Si lo que se quiere entender con ella es que el Theos tiene su propia naturaleza que puede ser incluía entre los entes, santo Tomás estaría de acuerdo - volveremos sobre el punto cuando veamos la teología del problema -; si se quiere, en cambio, sostener que el motor inmóvil es uno más de los entes de este universo, estamos ante un nuevo error. Porque en el libro lambda de la Metafísica, el Estagirita establece inequívocamente que "La substancia inmóvil ... tiene una realidad enteramente separada" (1069b33).

         Habría que leer todo el comentario de santo Tomás al famoso libro lambda que trata de la naturaleza del motor inmóvil a la que declara exenta de materia, pensamiento que se piensa a sí mismo, etc. A pesar de sus manifiestas deficiencias - perdonables por ser el primero que se adentra en una noción tan difícil - prefiero seguir el ejemplo que nos da J. Tricot, traductor y comentarista de Aristóteles, que ensalza al texto que ha servido de inspirador de las más sublimes páginas de la filosofía occidental. Como santo Tomás, Tricot prefiere perdonar las deficiencias del griego y no ve ningún inconveniente en, mejoradas éstas, aplicar al Dios cristiano lo que Aristóteles dice del motor inmóvil.

C.- EVALUACION DE LAS PRUEBAS

         El folleto hará una crítica cerrada al valor demostrativo de las vías elaboradas por el místico Doctor medieval y concluye negándolo rotundamente.

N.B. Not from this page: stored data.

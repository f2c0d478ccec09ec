//! Error types for enumeration, evaluation, and table operations.

use thiserror::Error;

use crate::card::Card;

/// Errors that can occur while generating index subsets.
#[derive(Debug, Clone, Copy, PartialEq, Eq, Error)]
pub enum SubsetError {
    /// More elements requested than the range holds.
    #[error("cannot choose {k} elements out of {n}")]
    TooLarge {
        /// Size of the index range.
        n: usize,
        /// Requested subset size.
        k: usize,
    },
}

/// Errors that can occur while evaluating a hand.
#[derive(Debug, Clone, Copy, PartialEq, Eq, Error)]
pub enum HandError {
    /// The hand does not have the required number of cards.
    #[error("expected {expected} cards, got {actual}")]
    WrongCardCount {
        /// Required number of cards.
        expected: usize,
        /// Number of cards supplied.
        actual: usize,
    },
}

/// Errors that can occur while analyzing a round.
///
/// No player statistics are modified when one of these is returned.
#[derive(Debug, Clone, Copy, PartialEq, Eq, Error)]
pub enum AnalysisError {
    /// No players to analyze.
    #[error("no players to analyze")]
    NoPlayers,
    /// The board holds more than five cards.
    #[error("board has {0} cards, at most 5 allowed")]
    BoardTooLarge(usize),
    /// A card appears more than once across hole cards, board, and deck.
    #[error("card {0} appears more than once")]
    DuplicateCard(Card),
    /// The remaining deck cannot complete the board.
    #[error("deck has {available} cards, {needed} needed to complete the board")]
    DeckTooSmall {
        /// Cards missing from the board.
        needed: usize,
        /// Cards left in the deck.
        available: usize,
    },
}

/// Errors that can occur while dealing or analyzing at the table.
#[derive(Debug, Clone, Copy, PartialEq, Eq, Error)]
pub enum DealError {
    /// Invalid table state for this operation.
    #[error("invalid table state for this operation")]
    InvalidState,
    /// No players at the table.
    #[error("no players at the table")]
    NoPlayers,
    /// More players than the deck can serve.
    #[error("too many players")]
    TooManyPlayers,
    /// No player IDs left to assign.
    #[error("player ids exhausted")]
    IdsExhausted,
    /// Not enough cards in the deck.
    #[error("not enough cards in the deck")]
    NotEnoughCards,
    /// Round analysis failed.
    #[error(transparent)]
    Analysis(#[from] AnalysisError),
}
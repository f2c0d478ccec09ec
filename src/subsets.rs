//! Lexicographic enumeration of k-element subsets of `1..=n`.

use alloc::vec::Vec;
use core::num::NonZeroUsize;

use crate::error::SubsetError;
use crate::sync::Lazy;

/// All 21 five-element subsets of `1..=7`, in lexicographic order.
///
/// Computed on first use and shared read-only afterwards. Indices are
/// 1-based, matching [`generate`].
pub static FIVE_OF_SEVEN: Lazy<Vec<[usize; 5]>> = Lazy::new(|| {
    Subsets::start(7, 5)
        .map(|s| [s[0], s[1], s[2], s[3], s[4]])
        .collect()
});

/// Iterator over the k-element subsets of `1..=n` in lexicographic order.
///
/// Each item is a strictly increasing sequence of `k` indices. The iterator
/// ends after `{n-k+1, ..., n}`; it is empty when `k` is 0.
///
/// [`Subsets::next_subset`] walks the same sequence without allocating.
#[derive(Debug, Clone)]
pub struct Subsets {
    n: usize,
    current: Vec<usize>,
    /// `current` has not been handed out yet.
    pending: bool,
    exhausted: bool,
}

impl Subsets {
    /// Creates the iterator.
    ///
    /// # Errors
    ///
    /// Returns an error if `k` is greater than `n` (and not zero).
    pub fn new(n: usize, k: usize) -> Result<Self, SubsetError> {
        if k > 0 && k > n {
            return Err(SubsetError::TooLarge { n, k });
        }
        Ok(Self::start(n, k))
    }

    /// Creates the iterator positioned at the subset with zero-based
    /// lexicographic index `rank`.
    ///
    /// A rank at or past C(n, k) yields an empty iterator.
    ///
    /// # Errors
    ///
    /// Returns an error if `k` is greater than `n` (and not zero).
    ///
    /// # Example
    ///
    /// ```
    /// use eqrs::Subsets;
    ///
    /// let mut subsets = Subsets::from_rank(5, 2, 4).unwrap();
    /// assert_eq!(subsets.next(), Some(vec![2, 3]));
    /// ```
    pub fn from_rank(n: usize, k: usize, mut rank: u64) -> Result<Self, SubsetError> {
        let mut subsets = Self::new(n, k)?;
        if rank >= binomial(n, k) {
            subsets.pending = false;
            subsets.exhausted = true;
            return Ok(subsets);
        }

        let mut value = 0;
        for i in 0..k {
            value += 1;
            // skip every block of subsets that holds `value` at position i
            loop {
                let block = binomial(n - value, k - i - 1);
                if rank < block {
                    break;
                }
                rank -= block;
                value += 1;
            }
            subsets.current[i] = value;
        }
        Ok(subsets)
    }

    fn start(n: usize, k: usize) -> Self {
        Self {
            n,
            current: (1..=k).collect(),
            pending: k > 0,
            exhausted: k == 0,
        }
    }

    /// Returns the next subset, borrowed from the iterator.
    pub fn next_subset(&mut self) -> Option<&[usize]> {
        if self.exhausted {
            return None;
        }
        if self.pending {
            self.pending = false;
        } else if !self.advance() {
            self.exhausted = true;
            return None;
        }
        Some(&self.current)
    }

    /// Moves `current` to its lexicographic successor.
    ///
    /// Returns `false` when `current` was the last subset.
    fn advance(&mut self) -> bool {
        let k = self.current.len();
        // position i may hold at most n - k + i + 1 (0-based i)
        let Some(i) = (0..k)
            .rev()
            .find(|&i| self.current[i] < self.n - k + i + 1)
        else {
            return false;
        };

        self.current[i] += 1;
        for j in i + 1..k {
            self.current[j] = self.current[j - 1] + 1;
        }
        true
    }
}

impl Iterator for Subsets {
    type Item = Vec<usize>;

    fn next(&mut self) -> Option<Self::Item> {
        self.next_subset().map(<[usize]>::to_vec)
    }
}

/// Generates k-element subsets of `1..=n` in lexicographic order.
///
/// With `limit` set to `None` every one of the C(n, k) subsets is returned.
/// With a limit, at most that many are returned; generation still stops
/// early once the subsets run out. Choosing zero elements yields no subsets.
///
/// # Errors
///
/// Returns an error if `k` is greater than `n` (and not zero).
///
/// # Example
///
/// ```
/// use eqrs::subsets::generate;
///
/// let pairs = generate(4, 2, None).unwrap();
/// assert_eq!(
///     pairs,
///     vec![vec![1, 2], vec![1, 3], vec![1, 4], vec![2, 3], vec![2, 4], vec![3, 4]]
/// );
/// assert!(generate(4, 0, None).unwrap().is_empty());
/// ```
pub fn generate(
    n: usize,
    k: usize,
    limit: Option<NonZeroUsize>,
) -> Result<Vec<Vec<usize>>, SubsetError> {
    let subsets = Subsets::new(n, k)?;
    Ok(match limit {
        Some(limit) => subsets.take(limit.get()).collect(),
        None => subsets.collect(),
    })
}

/// Returns the binomial coefficient C(n, k).
///
/// Saturates at `u64::MAX` instead of overflowing.
#[must_use]
pub fn binomial(n: usize, k: usize) -> u64 {
    if k > n {
        return 0;
    }
    let k = k.min(n - k) as u64;
    let n = n as u64;
    (0..k).fold(1u64, |acc, i| {
        // exact at every step: acc * (n - i) is divisible by i + 1
        acc.saturating_mul(n - i) / (i + 1)
    })
}
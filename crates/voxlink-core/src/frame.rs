//! Frame model — the typed units that flow through a session pipeline.

/// A unit of data moving through the pipeline.
///
/// Frames are immutable once produced and handed off whole from one stage to
/// the next. Every stage matches exhaustively: variants a stage understands
/// are consumed or transformed, everything else is forwarded unchanged.
#[derive(Debug, Clone, PartialEq)]
pub enum Frame {
    /// Raw audio, 16-bit little-endian PCM at 16kHz mono.
    Audio(AudioChunk),

    /// Recognized speech. `is_final` is forwarded verbatim from the engine,
    /// already defaulted by the speech-to-text stage when the engine did not
    /// report finality.
    Transcription { text: String, is_final: bool },

    /// One generated assistant reply.
    Generated { text: String },

    /// In-band control signal.
    Control(ControlSignal),
}

/// Raw PCM bytes produced by the transport or a synthesis engine.
#[derive(Debug, Clone, PartialEq)]
pub struct AudioChunk {
    pub pcm: Vec<u8>,
}

impl AudioChunk {
    pub fn new(pcm: Vec<u8>) -> Self {
        Self { pcm }
    }
}

#[derive(Debug, Clone, Copy, PartialEq, Eq)]
pub enum ControlSignal {
    /// Run language generation off the current context without waiting for a
    /// user utterance. Injected once at session start to produce the greeting.
    RunLanguageGeneration,
}
//! Language-generation engine over an OpenAI-compatible chat completions API.

use async_trait::async_trait;
use serde::Deserialize;
use serde_json::json;
use tracing::debug;

use voxlink_core::config::LlmConfig;
use voxlink_core::context::ContextMessage;
use voxlink_core::error::{Result, VoxlinkError};

const DEFAULT_BASE_URL: &str = "https://api.openai.com";
const DEFAULT_MODEL: &str = "gpt-4o-mini";

/// Generates one assistant reply from the conversation context.
#[async_trait]
pub trait LanguageGeneration: Send + Sync {
    async fn generate(&self, context: &[ContextMessage]) -> Result<String>;
}

pub struct HttpLanguageGeneration {
    config: LlmConfig,
    base_url: String,
    client: reqwest::Client,
}

#[derive(Debug, Deserialize)]
struct ChatResponse {
    choices: Vec<ChatChoice>,
}

#[derive(Debug, Deserialize)]
struct ChatChoice {
    message: ChatMessage,
}

#[derive(Debug, Deserialize)]
struct ChatMessage {
    #[serde(default)]
    content: Option<String>,
}

impl HttpLanguageGeneration {
    pub fn new(config: LlmConfig) -> Self {
        let base_url = config
            .base_url
            .as_deref()
            .unwrap_or(DEFAULT_BASE_URL)
            .trim_end_matches('/')
            .to_string();
        Self {
            config,
            base_url,
            client: reqwest::Client::new(),
        }
    }

    pub fn completions_url(&self) -> String {
        format!("{}/v1/chat/completions", self.base_url)
    }
}

#[async_trait]
impl LanguageGeneration for HttpLanguageGeneration {
    async fn generate(&self, context: &[ContextMessage]) -> Result<String> {
        let api_key = self
            .config
            .resolve_api_key()
            .ok_or_else(|| VoxlinkError::Engine("No LLM API key configured".into()))?;

        let model = self.config.model.as_deref().unwrap_or(DEFAULT_MODEL);
        let mut body = json!({
            "model": model,
            "messages": context,
            "max_tokens": self.config.max_tokens.unwrap_or(1024),
        });
        if let Some(temperature) = self.config.temperature {
            body["temperature"] = json!(temperature);
        }

        debug!(model, messages = context.len(), "Requesting completion");

        let resp = self
            .client
            .post(self.completions_url())
            .header("Authorization", format!("Bearer {api_key}"))
            .json(&body)
            .send()
            .await
            .map_err(|e| VoxlinkError::Engine(e.to_string()))?;

        if !resp.status().is_success() {
            let status = resp.status();
            let body = resp.text().await.unwrap_or_default();
            return Err(VoxlinkError::Engine(format!(
                "Completions API error {status}: {body}"
            )));
        }

        let parsed: ChatResponse = resp
            .json()
            .await
            .map_err(|e| VoxlinkError::Engine(e.to_string()))?;

        let text = parsed
            .choices
            .into_iter()
            .next()
            .and_then(|c| c.message.content)
            .unwrap_or_default();

        if text.is_empty() {
            return Err(VoxlinkError::Engine("Empty completion".into()));
        }
        Ok(text)
    }
}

Tan solo prueban, a su juicio, en la existencia de algo que LLAMAMOS Dios. Ya vimos que esta conclusión se apoya en una mala traducción del latín por lo que carece de todo valor. Santo Tomás pretendió y lo consiguió demostrar que existe Dios. Lo más que puede decirse es que su comprensión es muy superior a la que logró Aristóteles. Pero ello no nos autoriza a decir que se están refiriendo a dos seres distintos, a menos que, con conocimiento de causa, Aristóteles hubiese rechazado el Dios de la Biblia. Ante su total desconocimiento de tal idea de Dios, la noción aristotélica queda abierta a recibir una mejor intelección de parte de quien sea capaz de hacerlo. Por mucho que el Griego se halla equivocado sobre cómo ha de entenderse a Dios, sigue siendo verdad que encontró una vía certeza para demostrar a todos su existencia.
         El folleto sólo otorga una evidencia subjetiva a las vías que critica. Con ello quiere decir que son muy convincentes. Como ejemplo de esta evidencia subjetiva nos ofrece dos: "las cosas existen" y "yo existo"; con lo cual nos advierte que el problema está en otra parte. En efecto, estamos ante un "escéptico", una persona que no se atreve a afirmar o negar nada. Se trata de la "enfermedad de la filosofía", la que imposibilita a quien la sufre y lo inhabilita enteramente para filosofar. Podrá realizar con agudeza análisis filosófico - lo que es evidente en algunos aspectos de este folleto - pero no podrá resolver nada. Aconsejamos a su autor que lea los libros de E. Gilson que tal vez le ayuden a curar su delicado problema. Porque, para una persona sana, de sano "sentido común", nada es más fácil que sostener la existencia de sí mismo y del mundo. Como dice santo Tomás, basta pensar para saber que se existe (cfr. De Veritate q.10 a.8 in c. et ad 1 et 2) y, además, ante los que dudan de si se ha de creer al sano antes que al enfermo, al que está despierto antes que al que está dormido, comenta: "tales dudas son estúpidas" (In Metaph. Nº 709).
         Comprendemos por qué el folleto no puede reconocer el valor demostrativo de las vías de santo Tomás: si le es muy difícil comprender que alguien sostenga, en filosofía, su propia existen­cia y la del mundo, ¡cuánto más incomprensible le resultará que afirme la existencia de Dios! Por desgracia - o mejor, felizmente, - no se puede probar lo evidente.
         No nos extraña, entonces, que el folleto sospeche del "sentido común" y que crea que las conclusiones son, "por esencia son siempre probables"(pág. 10). El Contra Academicos de san Agustín ya refutó admirablemente el "probabilismo" académico que vemos resucitar en nuestro Universidad. En verdad, una prueba bien hecha, ya sea en ciencia experimental o en racional, nos lleva a una certeza plena a una evidencia indudable; y eso logran las vías tomistas. El autor del folleto, empero, se niega esa posibilidad por una posición previa: el escepticismo que lo aqueja. Su enfermedad filosófica queda al descubierto cuando afirma:
"Quizá el más grande olvido que distorsiona la perspecti­va de análisis esté en que la filosofía no contiene verdades, sino tan solo proposiciones VEROSIMILES" (pág. 11).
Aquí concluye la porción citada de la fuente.